R. Konovalov, Dep. of Electroacoustics and Ultrasonics Engineering, Saint-Petersburg State Electrotechnical University (LETI), Saint-Petersburg, Russia.
R. Ivanyuk, Dep. of Electroacoustics and Ultrasonics Engineering, Saint-Petersburg State Electrotechnical University (LETI), Saint-Petersburg, Russia.
Victor Zverevich, Dep. of Mine Surveying, National Mineral Resourses University (“Gorny”), Saint-Petersburg, Russia.
Grigory Zhukov, Dep. of Mine Surveying, National Mineral Resourses University (“Gorny”), Saint-Petersburg, Russia.
The influence of the uniaxial static stress on the internal friction of different polycrystalline rocks was studied using the ultrasonic method of loaded complex oscillator.
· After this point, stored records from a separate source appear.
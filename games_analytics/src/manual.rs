/*!

This is the long-form manual for `games_analytics` and `medalist`.

## The canonical dataset

Everything starts from two tables:

* the results table, one row per athlete entry in an event, with the columns
  `Name`, `Sex`, `Age`, `Height`, `Weight`, `Team`, `NOC`, `Games`, `Year`,
  `Season`, `City`, `Sport`, `Event` and `Medal`. Extra columns are ignored.
  `NA` or blank cells are missing values and stay missing.
* the region lookup table, with the columns `NOC`, `region` and optionally
  `notes`, one row per NOC code.

[crate::normalize] turns them into the canonical dataset: summer editions
only, the region name joined onto every record (a code without a lookup
entry keeps an empty region), exact duplicate rows removed, and the three
medal counters derived. The dataset is built once and is read-only
afterwards; every query below is a pure function of the dataset and its
selectors.

## Selectors

A query dimension is filtered with a [crate::Selector]: either `AllOf` (no
filter) or `OnlyOf(value)`. A value that does not occur in the dataset is
not an error; the query returns an empty table. The `"Overall"` entry that
front ends display in their drop-downs comes from the selector-domain
queries and maps to `AllOf`.

## Views

| View | Function | Selectors |
|------|----------|-----------|
| `selectors` | [crate::list_years_and_countries], [crate::list_sports] | |
| `medal-tally` | [crate::medal_tally] | year, country |
| `overview` | [crate::overview_stats] | |
| `nations-over-time` | [crate::series_over_time] | |
| `events-over-time` | [crate::series_over_time] | |
| `athletes-over-time` | [crate::series_over_time] | |
| `sport-year-matrix` | [crate::sport_year_matrix] | |
| `top-athletes` | [crate::top_athletes] | sport, limit |
| `country-series` | [crate::country_medal_series] | country |
| `country-heatmap` | [crate::country_sport_heatmap] | country |
| `country-top-athletes` | [crate::top_athletes_countrywise] | country, limit |
| `age-distribution` | [crate::age_distributions] | |
| `age-by-sport` | [crate::age_distributions] | |
| `height-weight` | [crate::weight_vs_height] | sport |
| `sex-participation` | [crate::participation_by_sex] | |

Notes on the trickier ones:

* `medal-tally` groups by region and orders by gold, silver and bronze
  count descending. Fixing the country (and only then) switches the
  grouping to years, ascending.
* the `-over-time` views count *distinct* values per edition, not rows.
* `country-heatmap` with an unfiltered country returns the zero-sized
  matrix: a global heatmap is not meaningful and an empty result must not
  look like an all-zero one.
* `top-athletes` shows one sport/region pairing per athlete. For athletes
  that competed under several, it is the first one encountered in the
  queried subset; the source data does not define a canonical choice.
* the age views work on distinct athletes (first appearance wins) and drop
  records without an age.

## Error handling

The query functions do not fail: unknown selector values, empty datasets
and empty groups all degrade to empty tables or series. The only fatal
condition is a required column missing from an input table, which the
loaders report before any view can run.

*/
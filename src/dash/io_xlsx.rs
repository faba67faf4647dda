// Primitives for reading the two input tables from Excel workbooks.

use std::collections::HashMap;

use calamine::{open_workbook, DataType, Range, Reader, Xlsx};
use games_analytics::{Medal, RawRecord, RegionRow, Sex};
use log::debug;

use crate::dash::io_common::{check_columns, opt_number, opt_text};
use crate::dash::*;

static EMPTY_CELL: DataType = DataType::Empty;

pub fn read_results_xlsx(path: &str, worksheet: &Option<String>) -> DashResult<Vec<RawRecord>> {
    let wrange = get_range(path, worksheet)?;
    let mut rows = wrange.rows();
    let header = rows.next().context(EmptyExcelSnafu { path })?;
    debug!("read_results_xlsx: header: {:?}", header);
    let cols = header_map(header);
    check_columns(&cols, &RESULT_COLUMNS, path)?;

    let mut res: Vec<RawRecord> = Vec::new();
    for (idx, row) in rows.enumerate() {
        let lineno = idx + 2;
        let cell = |column: &str| row.get(cols[column]).unwrap_or(&EMPTY_CELL);
        let year = cell_year(cell("Year"), lineno)?;
        res.push(RawRecord {
            name: cell_text(cell("Name")),
            sex: Sex::parse(cell_text(cell("Sex")).as_str()),
            age: cell_number(cell("Age")),
            height: cell_number(cell("Height")),
            weight: cell_number(cell("Weight")),
            team: cell_text(cell("Team")),
            noc: cell_text(cell("NOC")),
            games: cell_text(cell("Games")),
            year,
            season: cell_text(cell("Season")),
            city: cell_text(cell("City")),
            sport: cell_text(cell("Sport")),
            event: cell_text(cell("Event")),
            medal: Medal::parse(cell_text(cell("Medal")).as_str()),
        });
    }
    debug!("read_results_xlsx: {} rows from {:?}", res.len(), path);
    Ok(res)
}

pub fn read_regions_xlsx(path: &str, worksheet: &Option<String>) -> DashResult<Vec<RegionRow>> {
    let wrange = get_range(path, worksheet)?;
    let mut rows = wrange.rows();
    let header = rows.next().context(EmptyExcelSnafu { path })?;
    let cols = header_map(header);
    check_columns(&cols, &REGION_COLUMNS, path)?;
    let notes_idx = cols.get("notes").copied();

    let mut res: Vec<RegionRow> = Vec::new();
    for row in rows {
        let noc = cell_text(row.get(cols["NOC"]).unwrap_or(&EMPTY_CELL));
        let region = opt_text(&cell_text(row.get(cols["region"]).unwrap_or(&EMPTY_CELL)));
        let notes = notes_idx
            .and_then(|i| row.get(i))
            .and_then(|c| opt_text(&cell_text(c)));
        res.push(RegionRow { noc, region, notes });
    }
    debug!("read_regions_xlsx: {} rows from {:?}", res.len(), path);
    Ok(res)
}

fn get_range(path: &str, worksheet: &Option<String>) -> DashResult<Range<DataType>> {
    let mut workbook: Xlsx<_> = open_workbook(path).context(OpeningExcelSnafu { path })?;
    let wrange = match worksheet {
        Some(name) => workbook.worksheet_range(name),
        None => workbook.worksheet_range_at(0),
    };
    wrange
        .context(EmptyExcelSnafu { path })?
        .context(OpeningExcelSnafu { path })
}

fn header_map(header: &[DataType]) -> HashMap<String, usize> {
    header
        .iter()
        .enumerate()
        .map(|(idx, cell)| (cell_text(cell), idx))
        .collect()
}

fn cell_text(cell: &DataType) -> String {
    match cell {
        DataType::String(s) => s.trim().to_string(),
        DataType::Int(i) => i.to_string(),
        DataType::Float(f) if f.fract() == 0.0 => (*f as i64).to_string(),
        DataType::Float(f) => f.to_string(),
        DataType::Bool(b) => b.to_string(),
        _ => String::new(),
    }
}

fn cell_number(cell: &DataType) -> Option<f64> {
    match cell {
        DataType::Float(f) => Some(*f),
        DataType::Int(i) => Some(*i as f64),
        DataType::String(s) => opt_number(s),
        _ => None,
    }
}

fn cell_year(cell: &DataType, lineno: usize) -> DashResult<i32> {
    match cell {
        DataType::Int(i) => Ok(*i as i32),
        DataType::Float(f) => Ok(*f as i32),
        DataType::String(s) => s.trim().parse::<i32>().ok().context(FieldParseSnafu {
            column: "Year",
            lineno,
        }),
        _ => Err(DashError::ExcelWrongCellType {
            lineno,
            content: format!("{:?}", cell),
        }),
    }
}
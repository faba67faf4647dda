// ********* Input data structures ***********

use std::ops::{Add, AddAssign};

/// The season marker of the editions retained by normalization.
pub const SUMMER: &str = "Summer";

/// The sentinel presented to users for an unfiltered dimension.
///
/// It only exists at the presentation boundary: the selector domains prepend
/// it to their value lists and front ends translate it back to
/// [Selector::AllOf]. The query functions themselves never compare against
/// this string.
pub const OVERALL: &str = "Overall";

/// The outcome of one entry in the results table.
#[derive(Eq, PartialEq, Debug, Clone, Copy, Hash, Ord, PartialOrd)]
pub enum Medal {
    Gold,
    Silver,
    Bronze,
}

impl Medal {
    /// Reads a medal cell. Anything that is not one of the three medal names
    /// (`NA`, blanks, surprises) counts as no medal.
    pub fn parse(s: &str) -> Option<Medal> {
        match s {
            "Gold" => Some(Medal::Gold),
            "Silver" => Some(Medal::Silver),
            "Bronze" => Some(Medal::Bronze),
            _ => None,
        }
    }

    pub fn label(&self) -> &'static str {
        match self {
            Medal::Gold => "Gold",
            Medal::Silver => "Silver",
            Medal::Bronze => "Bronze",
        }
    }
}

#[derive(Eq, PartialEq, Debug, Clone, Copy, Hash)]
pub enum Sex {
    Male,
    Female,
}

impl Sex {
    pub fn parse(s: &str) -> Option<Sex> {
        match s {
            "M" => Some(Sex::Male),
            "F" => Some(Sex::Female),
            _ => None,
        }
    }

    pub fn label(&self) -> &'static str {
        match self {
            Sex::Male => "M",
            Sex::Female => "F",
        }
    }
}

/// One row of the raw results table, before normalization.
///
/// Missing cells are `None`; they are carried through, never rejected.
#[derive(PartialEq, Debug, Clone)]
pub struct RawRecord {
    pub name: String,
    pub sex: Option<Sex>,
    pub age: Option<f64>,
    pub height: Option<f64>,
    pub weight: Option<f64>,
    pub team: String,
    pub noc: String,
    pub games: String,
    pub year: i32,
    pub season: String,
    pub city: String,
    pub sport: String,
    pub event: String,
    pub medal: Option<Medal>,
}

impl RawRecord {
    /// A minimal summer-games row. The remaining fields start out blank and
    /// can be filled in with the `with_` methods.
    pub fn new(
        name: &str,
        noc: &str,
        year: i32,
        sport: &str,
        event: &str,
        medal: Option<Medal>,
    ) -> RawRecord {
        RawRecord {
            name: name.to_string(),
            sex: None,
            age: None,
            height: None,
            weight: None,
            team: noc.to_string(),
            noc: noc.to_string(),
            games: format!("{} Summer", year),
            year,
            season: SUMMER.to_string(),
            city: String::new(),
            sport: sport.to_string(),
            event: event.to_string(),
            medal,
        }
    }

    pub fn with_sex(mut self, sex: Sex) -> RawRecord {
        self.sex = Some(sex);
        self
    }

    pub fn with_age(mut self, age: f64) -> RawRecord {
        self.age = Some(age);
        self
    }

    pub fn with_body(mut self, height: f64, weight: f64) -> RawRecord {
        self.height = Some(height);
        self.weight = Some(weight);
        self
    }

    pub fn with_city(mut self, city: &str) -> RawRecord {
        self.city = city.to_string();
        self
    }

    pub fn with_season(mut self, season: &str) -> RawRecord {
        self.season = season.to_string();
        self.games = format!("{} {}", self.year, season);
        self
    }
}

/// One row of the region lookup table.
#[derive(Eq, PartialEq, Debug, Clone)]
pub struct RegionRow {
    pub noc: String,
    pub region: Option<String>,
    pub notes: Option<String>,
}

// ********* Canonical data structures ***********

/// The per-record medal counters derived during normalization.
///
/// For a single record the three fields are the indicator columns: exactly
/// one of them is 1 when the record carries a medal, all are 0 otherwise.
/// Summing the counters over a group of records yields that group's tally.
#[derive(Eq, PartialEq, Debug, Clone, Copy, Hash, Default)]
pub struct MedalCount {
    pub gold: u64,
    pub silver: u64,
    pub bronze: u64,
}

impl MedalCount {
    pub const EMPTY: MedalCount = MedalCount {
        gold: 0,
        silver: 0,
        bronze: 0,
    };

    pub fn of(medal: &Option<Medal>) -> MedalCount {
        match medal {
            Some(Medal::Gold) => MedalCount {
                gold: 1,
                ..MedalCount::EMPTY
            },
            Some(Medal::Silver) => MedalCount {
                silver: 1,
                ..MedalCount::EMPTY
            },
            Some(Medal::Bronze) => MedalCount {
                bronze: 1,
                ..MedalCount::EMPTY
            },
            None => MedalCount::EMPTY,
        }
    }

    pub fn total(&self) -> u64 {
        self.gold + self.silver + self.bronze
    }
}

impl std::iter::Sum for MedalCount {
    fn sum<I: Iterator<Item = Self>>(iter: I) -> Self {
        iter.fold(MedalCount::EMPTY, |acc, c| acc + c)
    }
}

impl AddAssign for MedalCount {
    fn add_assign(&mut self, rhs: MedalCount) {
        self.gold += rhs.gold;
        self.silver += rhs.silver;
        self.bronze += rhs.bronze;
    }
}

impl Add for MedalCount {
    type Output = MedalCount;
    fn add(self: MedalCount, rhs: MedalCount) -> MedalCount {
        MedalCount {
            gold: self.gold + rhs.gold,
            silver: self.silver + rhs.silver,
            bronze: self.bronze + rhs.bronze,
        }
    }
}

/// One row of the canonical dataset: a raw record with the region name
/// joined on and the medal counters derived.
#[derive(PartialEq, Debug, Clone)]
pub struct Record {
    pub name: String,
    pub sex: Option<Sex>,
    pub age: Option<f64>,
    pub height: Option<f64>,
    pub weight: Option<f64>,
    pub team: String,
    pub noc: String,
    /// Region name for the NOC code, or `None` when the code has no entry
    /// in the lookup table.
    pub region: Option<String>,
    pub games: String,
    pub year: i32,
    pub season: String,
    pub city: String,
    pub sport: String,
    pub event: String,
    pub medal: Option<Medal>,
    pub medals: MedalCount,
}

/// The canonical record set.
///
/// Built once by [crate::normalize] and read-only afterwards: the rows are
/// not reachable mutably, so sharing a dataset across query calls is safe by
/// construction.
#[derive(PartialEq, Debug, Clone)]
pub struct Dataset {
    pub(crate) records: Vec<Record>,
}

impl Dataset {
    pub fn records(&self) -> &[Record] {
        &self.records
    }

    pub fn len(&self) -> usize {
        self.records.len()
    }

    pub fn is_empty(&self) -> bool {
        self.records.is_empty()
    }
}

/// A filter on one dimension of the dataset.
///
/// This replaces the usual "magic value means no filter" convention with an
/// explicit tag. Values that do not occur in the dataset are not an error:
/// they simply admit nothing and the query returns an empty result.
#[derive(Eq, PartialEq, Debug, Clone)]
pub enum Selector<T> {
    AllOf,
    OnlyOf(T),
}

impl<T: PartialEq> Selector<T> {
    /// Whether the given value passes this filter.
    pub fn admits(&self, value: &T) -> bool {
        match self {
            Selector::AllOf => true,
            Selector::OnlyOf(x) => x == value,
        }
    }
}

impl Selector<String> {
    /// Region matching. A record without a region is admitted by the
    /// unfiltered selector only.
    pub fn admits_region(&self, region: &Option<String>) -> bool {
        match self {
            Selector::AllOf => true,
            Selector::OnlyOf(x) => region.as_deref() == Some(x.as_str()),
        }
    }
}

// ******** Output data structures *********

#[derive(Eq, PartialEq, Debug, Clone, Copy)]
pub enum TallyGrouping {
    ByRegion,
    ByYear,
}

#[derive(Eq, PartialEq, Debug, Clone)]
pub struct TallyRow {
    pub group: String,
    pub gold: u64,
    pub silver: u64,
    pub bronze: u64,
    pub total: u64,
}

impl TallyRow {
    pub fn new(group: String, count: MedalCount) -> TallyRow {
        TallyRow {
            group,
            gold: count.gold,
            silver: count.silver,
            bronze: count.bronze,
            total: count.total(),
        }
    }
}

/// A medal tally table. The grouping axis depends on the selectors that
/// produced it, so it is carried along with the rows.
#[derive(Eq, PartialEq, Debug, Clone)]
pub struct MedalTally {
    pub grouping: TallyGrouping,
    pub rows: Vec<TallyRow>,
}

/// The dimensions whose per-edition distinct count can be charted.
#[derive(Eq, PartialEq, Debug, Clone, Copy)]
pub enum Dimension {
    Region,
    Event,
    Athlete,
}

#[derive(Eq, PartialEq, Debug, Clone)]
pub struct EditionPoint {
    pub year: i32,
    pub count: u64,
}

/// One count per edition, in ascending year order.
#[derive(Eq, PartialEq, Debug, Clone)]
pub struct TimeSeries {
    pub label: String,
    pub points: Vec<EditionPoint>,
}

/// A sport × year cross-tabulation. Rows are sports in ascending order,
/// columns are years in ascending order, and `cells` is row-major.
///
/// A query with nothing to tabulate yields the zero-sized matrix, which is
/// structurally distinct from a matrix of zero-valued cells.
#[derive(Eq, PartialEq, Debug, Clone)]
pub struct SportYearMatrix {
    pub sports: Vec<String>,
    pub years: Vec<i32>,
    pub cells: Vec<Vec<u64>>,
}

impl SportYearMatrix {
    pub fn empty() -> SportYearMatrix {
        SportYearMatrix {
            sports: Vec::new(),
            years: Vec::new(),
            cells: Vec::new(),
        }
    }

    pub fn is_empty(&self) -> bool {
        self.sports.is_empty() || self.years.is_empty()
    }

    pub fn cell(&self, sport: &str, year: i32) -> Option<u64> {
        let row = self.sports.iter().position(|s| s == sport)?;
        let col = self.years.iter().position(|y| *y == year)?;
        Some(self.cells[row][col])
    }
}

#[derive(Eq, PartialEq, Debug, Clone)]
pub struct AthleteRank {
    pub name: String,
    pub medals: u64,
    /// The sport and region shown next to the athlete. When an athlete
    /// appears under several sports or regions, this is the pairing of the
    /// first medal-bearing record encountered in the queried subset; no
    /// canonical choice is made.
    pub sport: String,
    pub region: Option<String>,
}

#[derive(Eq, PartialEq, Debug, Clone)]
pub struct YearlyMedals {
    pub year: i32,
    pub medals: u64,
}

#[derive(Eq, PartialEq, Debug, Clone, Copy)]
pub enum AgeGrouping {
    /// Overall plus one series per medal category.
    ByMedal,
    /// Gold medalists of each sport in [FAMOUS_SPORTS].
    GoldBySport,
}

#[derive(Eq, PartialEq, Debug, Clone)]
pub struct AgeSeries {
    pub label: String,
    pub ages: Vec<u32>,
}

/// One scatter point per record; no aggregation.
#[derive(PartialEq, Debug, Clone)]
pub struct BodyRow {
    pub name: String,
    pub height: Option<f64>,
    pub weight: Option<f64>,
    pub medal: Option<Medal>,
    pub sex: Option<Sex>,
}

#[derive(Eq, PartialEq, Debug, Clone)]
pub struct SexSplit {
    pub year: i32,
    pub male: u64,
    pub female: u64,
}

/// Distinct counts over the whole dataset.
#[derive(Eq, PartialEq, Debug, Clone)]
pub struct OverviewStats {
    pub editions: u64,
    pub hosts: u64,
    pub sports: u64,
    pub events: u64,
    pub athletes: u64,
    pub nations: u64,
}

/// The sports enumerated by the gold-medalist age view, in display order.
pub const FAMOUS_SPORTS: [&str; 42] = [
    "Basketball",
    "Judo",
    "Football",
    "Tug-Of-War",
    "Athletics",
    "Swimming",
    "Sailing",
    "Badminton",
    "Gymnastics",
    "Art Competitions",
    "Handball",
    "Weightlifting",
    "Wrestling",
    "Water Polo",
    "Hockey",
    "Rowing",
    "Fencing",
    "Shooting",
    "Boxing",
    "Taekwondo",
    "Cycling",
    "Diving",
    "Canoeing",
    "Tennis",
    "Golf",
    "Softball",
    "Archery",
    "Volleyball",
    "Synchronized Swimming",
    "Table Tennis",
    "Baseball",
    "Rhythmic Gymnastics",
    "Rugby Sevens",
    "Beach Volleyball",
    "Triathlon",
    "Rugby",
    "Ice Hockey",
    "Polo",
    "Figure Skating",
    "Trampolining",
    "Modern Pentathlon",
    "Motorboating",
];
Different rocks with different coefficients of internal friction were studied – granite, dolomite, granulite, gabbro, hibinite, quartz, quartzite. Strong dependence of the internal friction coefficient from the uniaxial stress was found. These changes are accompanied by essential creep. Possible reasons for these phenomena are discussed.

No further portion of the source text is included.